(Dataset entries)
──────────
impl DeviceRegistry {
    /// An empty registry.
    pub fn new() -> DeviceRegistry {
        DeviceRegistry::default()
    }

    fn serial_of(&self, id: &DevId<'_>) -> DmResult<u32> {
        let serial = match *id {
            DevId::Name(name) => self.by_name.get(name),
            DevId::Uuid(uuid) => self.by_uuid.get(uuid),
        };
        serial
            .copied()
            .ok_or_else(|| DmError::Dm(ErrorEnum::NotFound, format!("no device {id}")))
    }

    fn record(&self, id: &DevId<'_>) -> DmResult<&MappedDevice> {
        let serial = self.serial_of(id)?;
        Ok(self
            .devices
            .get(&serial)
            .expect("every serial in an index map has a record"))
    }

    fn record_mut(&mut self, id: &DevId<'_>) -> DmResult<&mut MappedDevice> {
        let serial = self.serial_of(id)?;
        Ok(self
            .devices
            .get_mut(&serial)
            .expect("every serial in an index map has a record"))
    }

    /// Look up a device, or create an empty record under the given
    /// name and UUID. Fails if either key is already bound to a
    /// different device.
    pub fn open_or_create(&mut self, name: &DmName, uuid: &DmUuid) -> DmResult<&MappedDevice> {
        if let Some(&serial) = self.by_name.get(name) {
            let record = &self.devices[&serial];
            if record.uuid.as_ref() != uuid {
                return Err(DmError::Dm(
                    ErrorEnum::Invalid,
                    format!(
                        "device {} already exists with UUID {}, not {}",
                        name, record.uuid, uuid
                    ),
                ));
            }
            return Ok(record);
        }

        if let Some(&serial) = self.by_uuid.get(uuid) {
            let record = &self.devices[&serial];
            return Err(DmError::Dm(
                ErrorEnum::Invalid,
                format!(
                    "UUID {} already names device {}, not {}",
                    uuid, record.name, name
                ),
            ));
        }

        let serial = self.next_serial;
        self.next_serial += 1;
        self.by_name.insert(name.to_owned(), serial);
        self.by_uuid.insert(uuid.to_owned(), serial);
        self.devices.insert(
            serial,
            MappedDevice {
                name: name.to_owned(),
                uuid: uuid.to_owned(),
                device: None,
                flags: DevFlags::empty(),
                live_table: None,
                inactive_table: None,
                staged: None,
                event_nr: 0,
                open_count: 0,
                target_count: 0,
            },
        );

        debug!("Created device record {} (uuid={})", name, uuid);
        Ok(&self.devices[&serial])
    }

    /// The device record for `id`.
    pub fn get(&self, id: &DevId<'_>) -> DmResult<&MappedDevice> {
        self.record(id)
    }

    /// The device record realised as `device`, if any.
    pub fn get_by_device(&self, device: Device) -> Option<&MappedDevice> {
        self.by_dev.get(&device).map(|serial| &self.devices[serial])
    }

    /// Every record, in creation order.
    pub fn devices(&self) -> impl Iterator<Item = &MappedDevice> {
        self.devices.values()
    }

    /// Record the device numbers the kernel realised `id` under.
    pub fn set_device(&mut self, id: &DevId<'_>, device: Device) -> DmResult<()> {
        let serial = self.serial_of(id)?;
        self.by_dev.insert(device, serial);
        self.devices
            .get_mut(&serial)
            .expect("every serial in an index map has a record")
            .device = Some(device);
        Ok(())
    }

    /// Mark the device read-only or read-write.
    pub fn set_read_only(&mut self, id: &DevId<'_>, read_only: bool) -> DmResult<()> {
        let record = self.record_mut(id)?;
        record.flags.set(DevFlags::READ_ONLY, read_only);
        Ok(())
    }

    /// Arrange for removal to be deferred while the device is open.
    pub fn set_deferred_remove(&mut self, id: &DevId<'_>, deferred: bool) -> DmResult<()> {
        let record = self.record_mut(id)?;
        record.flags.set(DevFlags::DEFERRED_REMOVE, deferred);
        Ok(())
    }

    /// Begin building a table for `id`, discarding any build already
    /// in progress.
    pub fn table_start(&mut self, id: &DevId<'_>) -> DmResult<()> {
        let record = self.record_mut(id)?;
        record.staged = Some(TargetTable::start()?);
        record.flags.insert(DevFlags::LOADING);
        record.flags.remove(DevFlags::LOADED);
        Ok(())
    }

    /// Append an entry to the table being built for `id`.
    pub fn table_add_target(
        &mut self,
        id: &DevId<'_>,
        high: Sectors,
        target: Target,
    ) -> DmResult<()> {
        let record = self.record_mut(id)?;
        match record.staged {
            Some(ref mut table) => table.add_entry(high, target),
            None => Err(DmError::Dm(
                ErrorEnum::StateViolation,
                format!("no table is being built for device {id}"),
            )),
        }
    }

    /// Seal the table being built for `id` and compile its index.
    pub fn table_complete(&mut self, id: &DevId<'_>) -> DmResult<()> {
        let record = self.record_mut(id)?;
        match record.staged {
            Some(ref mut table) => {
                table.complete()?;
                record.flags.remove(DevFlags::LOADING);
                record.flags.insert(DevFlags::LOADED);
                Ok(())
            }
            None => Err(DmError::Dm(
                ErrorEnum::StateViolation,
                format!("no table is being built for device {id}"),
            )),
        }
    }

    /// Drop the table being built for `id`.
    pub fn table_abandon(&mut self, id: &DevId<'_>) -> DmResult<()> {
        let record = self.record_mut(id)?;
        record.staged = None;
        record.flags.remove(DevFlags::LOADING);
        record.flags.set(
            DevFlags::LOADED,
            record.live_table.is_some() || record.inactive_table.is_some(),
        );
        Ok(())
    }

    fn check_areas(&self, table: &TargetTable) -> DmResult<()> {
        for target in table.targets() {
            for area in target.areas() {
                if !self.by_uuid.contains_key(area.uuid())
                    && !self.by_name.contains_key(area.name().as_ref())
                {
                    return Err(DmError::Dm(
                        ErrorEnum::NotFound,
                        format!(
                            "table references unknown backing device {} (uuid={})",
                            area.name(),
                            area.uuid()
                        ),
                    ));
                }
            }
        }
        Ok(())
    }

    /// Place a table in one of `id`'s slots. Only the inactive slot
    /// accepts direct writes; the live slot is filled exclusively by a
    /// committed activation's resume. Every backing device the table
    /// references must already have a record.
    pub fn set_table(
        &mut self,
        id: &DevId<'_>,
        table: TargetTable,
        slot: TableSlot,
    ) -> DmResult<()> {
        if slot == TableSlot::Live {
            return Err(DmError::Dm(
                ErrorEnum::StateViolation,
                "the live slot is only written by resume".into(),
            ));
        }

        self.check_areas(&table)?;

        let loaded = table.is_complete();
        let record = self.record_mut(id)?;
        record.inactive_table = Some(table);
        record.flags.insert(DevFlags::INACTIVE_PRESENT);
        record.flags.set(DevFlags::LOADED, loaded);
        record.flags.remove(DevFlags::LOADING);

        Ok(())
    }

    /// Move the table built by `table_start`..`table_complete` into
    /// one of `id`'s slots. On failure the build stays in place so the
    /// caller can fix and retry, or abandon.
    pub fn commit_staged(&mut self, id: &DevId<'_>, slot: TableSlot) -> DmResult<()> {
        if slot == TableSlot::Live {
            return Err(DmError::Dm(
                ErrorEnum::StateViolation,
                "the live slot is only written by resume".into(),
            ));
        }

        {
            let record = self.record(id)?;
            let staged = record.staged.as_ref().ok_or_else(|| {
                DmError::Dm(
                    ErrorEnum::StateViolation,
                    format!("no table has been built for device {id}"),
                )
            })?;
            self.check_areas(staged)?;
        }

        let record = self.record_mut(id)?;
        let staged = record.staged.take().expect("presence checked above");
        let loaded = staged.is_complete();
        record.inactive_table = Some(staged);
        record.flags.insert(DevFlags::INACTIVE_PRESENT);
        record.flags.set(DevFlags::LOADED, loaded);
        record.flags.remove(DevFlags::LOADING);

        Ok(())
    }

    /// Ensure `id`'s inactive table has a compiled index.
    pub(crate) fn complete_inactive(&mut self, id: &DevId<'_>) -> DmResult<()> {
        let record = self.record_mut(id)?;
        if let Some(ref mut table) = record.inactive_table {
            table.complete()?;
            record.flags.insert(DevFlags::LOADED);
        }
        Ok(())
    }

    /// Promote `id`'s inactive table to live and clear suspension, the
    /// registry half of a successful resume.
    pub(crate) fn promote_inactive(&mut self, id: &DevId<'_>) -> DmResult<()> {
        let record = self.record_mut(id)?;
        if let Some(table) = record.inactive_table.take() {
            record.target_count = table.len() as u32;
            record.live_table = Some(table);
            record.flags.insert(DevFlags::LIVE_TABLE);
            record.flags.remove(DevFlags::INACTIVE_PRESENT);
        }
        record.flags.remove(DevFlags::SUSPENDED);
        Ok(())
    }

    /// Note that `id` was suspended.
    pub(crate) fn mark_suspended(&mut self, id: &DevId<'_>) -> DmResult<()> {
        let record = self.record_mut(id)?;
        record.flags.insert(DevFlags::SUSPENDED);
        Ok(())
    }

    /// Fold kernel-reported state into `id`'s record.
    pub(crate) fn update_from_info(&mut self, id: &DevId<'_>, info: &DmInfo) -> DmResult<()> {
        let serial = self.serial_of(id)?;
        if let Some(device) = info.device {
            self.by_dev.insert(device, serial);
        }
        let record = self
            .devices
            .get_mut(&serial)
            .expect("every serial in an index map has a record");
        if let Some(device) = info.device {
            record.device = Some(device);
        }
        record.event_nr = info.event_nr;
        record.open_count = info.open_count;
        record.target_count = info.target_count;
        Ok(())
    }

    /// A summary of `id`'s state, in the same shape the kernel
    /// boundary reports. A device with no record reports
    /// `exists: false`.
    pub fn info(&self, id: &DevId<'_>) -> DmInfo {
        match self.record(id) {
            Ok(record) => record.info(),
            Err(_) => DmInfo::default(),
        }
    }

    /// Give `id` a new name. The UUID, the stable key, is immutable.
    pub fn rename(&mut self, id: &DevId<'_>, new_name: &DmName) -> DmResult<()> {
        if self.by_name.contains_key(new_name) {
            return Err(DmError::Dm(
                ErrorEnum::Invalid,
                format!("a device named {new_name} already exists"),
            ));
        }

        let serial = self.serial_of(id)?;
        let record = self
            .devices
            .get_mut(&serial)
            .expect("every serial in an index map has a record");
        let old_name = std::mem::replace(&mut record.name, new_name.to_owned());
        self.by_name.remove(&old_name);
        self.by_name.insert(new_name.to_owned(), serial);

        debug!("Renamed device {} to {}", old_name, new_name);
        Ok(())
    }

    /// Drop `id`'s record. Fails with Busy while the device is open,
    /// unless removal is deferred.
    pub fn remove(&mut self, id: &DevId<'_>) -> DmResult<()> {
        let serial = self.serial_of(id)?;
        let record = &self.devices[&serial];
        if record.open_count > 0 && !record.flags.contains(DevFlags::DEFERRED_REMOVE) {
            return Err(DmError::Dm(
                ErrorEnum::Busy,
                format!("device {} has open count {}", record.name, record.open_count),
            ));
        }

        let record = self
            .devices
            .remove(&serial)
            .expect("every serial in an index map has a record");
        self.by_name.remove(&record.name);
        self.by_uuid.remove(&record.uuid);
        if let Some(device) = record.device {
            self.by_dev.remove(&device);
        }

        debug!("Removed device record {}", record.name);
        Ok(())
    }

    /// Resolve a target area to the device numbers its backing device
    /// is realised under. The UUID is authoritative; the name is a
    /// fallback for records created without one.
    pub fn resolve_area(&self, area: &TargetArea) -> DmResult<Device> {
        let serial = self
            .by_uuid
            .get(area.uuid())
            .or_else(|| self.by_name.get(area.name().as_ref()))
            .ok_or_else(|| {
                DmError::Dm(
                    ErrorEnum::NotFound,
                    format!("no backing device {} (uuid={})", area.name(), area.uuid()),
                )
            })?;
        self.devices[serial].device.ok_or_else(|| {
            DmError::Dm(
                ErrorEnum::NotFound,
                format!("backing device {} is not realised", area.name()),
            )
        })
    }

    /// Serialise the table in `id`'s slot for the kernel boundary.
    pub fn load_lines(&self, id: &DevId<'_>, slot: TableSlot) -> DmResult<Vec<TargetLine>> {
        let record = self.record(id)?;
        let table = match slot {
            TableSlot::Live => record.live_table.as_ref(),
            TableSlot::Inactive => record.inactive_table.as_ref(),
        };
        let table = table.ok_or_else(|| {
            DmError::Dm(
                ErrorEnum::NotFound,
                format!("device {id} has no table in the requested slot"),
            )
        })?;
        table.load_lines(|area| self.resolve_area(area))
    }
}
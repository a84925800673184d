// This Source Code Form is subject to the terms of the Mozilla Public
// License, v. 2.0. If a copy of the MPL was not distributed with this
// file, You can obtain one at http://mozilla.org/MPL/2.0/.

use std::{borrow::Borrow, fmt, ops::Deref};

use crate::{
    core::dm_ioctl::{DM_NAME_LEN, DM_UUID_LEN},
    result::{DmError, DmResult, ErrorEnum},
};

/// A devicemapper name is bounded by the size of its ioctl header
/// field, NUL included, and may not itself contain a NUL or a '/'.
fn check_name(name: &str) -> DmResult<()> {
    if name.is_empty() {
        return Err(DmError::Dm(
            ErrorEnum::Invalid,
            "device name is empty".into(),
        ));
    }
    if name.as_bytes().len() > DM_NAME_LEN - 1 {
        return Err(DmError::Dm(
            ErrorEnum::Invalid,
            format!(
                "device name {} exceeds {} bytes",
                name,
                DM_NAME_LEN - 1
            ),
        ));
    }
    if name.contains('\0') || name.contains('/') {
        return Err(DmError::Dm(
            ErrorEnum::Invalid,
            format!("device name {} contains a NUL or '/'", name.escape_default()),
        ));
    }
    Ok(())
}

/// A devicemapper UUID may be empty (the kernel allows devices with no
/// UUID) but is bounded by its header field and may not contain a NUL.
fn check_uuid(uuid: &str) -> DmResult<()> {
    if uuid.as_bytes().len() > DM_UUID_LEN - 1 {
        return Err(DmError::Dm(
            ErrorEnum::Invalid,
            format!(
                "device UUID {} exceeds {} bytes",
                uuid,
                DM_UUID_LEN - 1
            ),
        ));
    }
    if uuid.contains('\0') {
        return Err(DmError::Dm(
            ErrorEnum::Invalid,
            format!("device UUID {} contains a NUL", uuid.escape_default()),
        ));
    }
    Ok(())
}

macro_rules! str_id {
    ($B:ident, $O:ident, $check:ident, $doc:expr) => {
        #[doc = $doc]
        #[derive(Debug, PartialEq, Eq, Hash, PartialOrd, Ord)]
        pub struct $B(str);

        impl $B {
            /// Create a borrowed identifier, verifying the constraints.
            pub fn new(value: &str) -> DmResult<&$B> {
                $check(value)?;
                Ok(unsafe { &*(value as *const str as *const $B) })
            }

            /// The identifier as a byte slice, without a trailing NUL.
            pub fn as_bytes(&self) -> &[u8] {
                self.0.as_bytes()
            }
        }

        impl ToOwned for $B {
            type Owned = $O;

            fn to_owned(&self) -> $O {
                $O(self.0.to_owned())
            }
        }

        impl fmt::Display for $B {
            fn fmt(&self, f: &mut fmt::Formatter<'_>) -> fmt::Result {
                write!(f, "{}", &self.0)
            }
        }

        #[doc = $doc]
        #[derive(Clone, Debug, PartialEq, Eq, Hash, PartialOrd, Ord)]
        pub struct $O(String);

        impl $O {
            /// Create an owned identifier, verifying the constraints.
            pub fn new(value: String) -> DmResult<$O> {
                $check(&value)?;
                Ok($O(value))
            }
        }

        impl AsRef<$B> for $O {
            fn as_ref(&self) -> &$B {
                self
            }
        }

        impl Borrow<$B> for $O {
            fn borrow(&self) -> &$B {
                self
            }
        }

        impl Deref for $O {
            type Target = $B;

            fn deref(&self) -> &$B {
                // The string was checked on construction.
                unsafe { &*(self.0.as_str() as *const str as *const $B) }
            }
        }

        impl fmt::Display for $O {
            fn fmt(&self, f: &mut fmt::Formatter<'_>) -> fmt::Result {
                write!(f, "{}", &self.0)
            }
        }
    };
}

str_id!(
    DmName,
    DmNameBuf,
    check_name,
    "The name of a mapped device."
);
str_id!(
    DmUuid,
    DmUuidBuf,
    check_uuid,
    "The UUID of a mapped device."
);

/// An identifier for a mapped device: its name or its UUID.
#[derive(Debug, PartialEq, Eq, Clone, Copy)]
pub enum DevId<'a> {
    /// The device's name.
    Name(&'a DmName),
    /// The device's devicemapper UUID.
    Uuid(&'a DmUuid),
}

impl<'a> fmt::Display for DevId<'a> {
    fn fmt(&self, f: &mut fmt::Formatter<'_>) -> fmt::Result {
        match *self {
            DevId::Name(name) => write!(f, "{name}"),
            DevId::Uuid(uuid) => write!(f, "{uuid}"),
        }
    }
}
──────────
The problem
Each line above that carries the string "exists" has to be returned.

Response to the task
                        "device {} already exists with UUID {}, not {}",
    /// `exists: false`.
                format!("a device named {new_name} already exists"),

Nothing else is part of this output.